Reiske thought the “white liquor” in this passage meant drops of perspiration. Nonsense! it means the virus secreted by both sexes, and liberated in the last spasms of lust. Aloysia Sigæa, Dialogue IV.: “As I finished speaking” (it is still Tullia that speaks), “he got upon me, and collecting all his strength he pushed the arrow into me, he filled my womb with his fecundating dew, and I also shed the rivulet of white liquid. Incapable of enduring any longer so intense a voluptuous feeling, we sank back exhausted in each other’s arms.” We have quoted besides on different occasions extracts from the rich treasures of Aloysia Sigæa, on this subject.

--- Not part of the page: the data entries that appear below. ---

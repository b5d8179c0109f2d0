// This Source Code Form is subject to the terms of the Mozilla Public
// License, v. 2.0. If a copy of the MPL was not distributed with this
// file, You can obtain one at https://mozilla.org/MPL/2.0/.
//
// Copyright (c) 2025 Pegasus Heavy Industries, LLC

//! Reference runtime: values, objects, environments and execution contexts.

pub mod context;
pub mod environment;
pub mod error;
pub mod function;
pub mod object;
pub mod realm;
pub mod value;

pub use context::ExecutionContext;
pub use environment::{EnvRef, Environment};
pub use error::{ErrorKind, Throw};
pub use function::Closure;
pub use object::{ObjectKind, ObjectRef, Property, RuntimeObject};
pub use realm::{DEFAULT_MAX_CALL_DEPTH, Realm};
pub use value::Value;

[120]. Women, whose clitoris is too prominent, are thus prevented from having intercourse with men, so that when they are seized with amorous designs they cannot well find any other way of satisfying their desires than by playing tribadism. (Venette IV., ii, 4.)

[121]. Pyrrha and Methymna are towns in Lesbos. Pomponius Mela, II., 7: “In the Troad is Lesbos, and in Lesbos there were formerly five cities, viz.: Antissa, Pyrrha, Eresos, Methymna, Mytilene.”

[122]. Not innocently, or rather, “not without crime”; some read “which I loved not without crime” others, “which I loved here without crime,” but the difference is not great. If you prefer “which I loved here,” the excuse itself is a confession. All we want is the admission that the tribad-tastes of Sappho are no modern invention, but originated, how we know not, and prevailed in very early times. The love of woman for woman was never known under any other name than the notorious one of tribadism.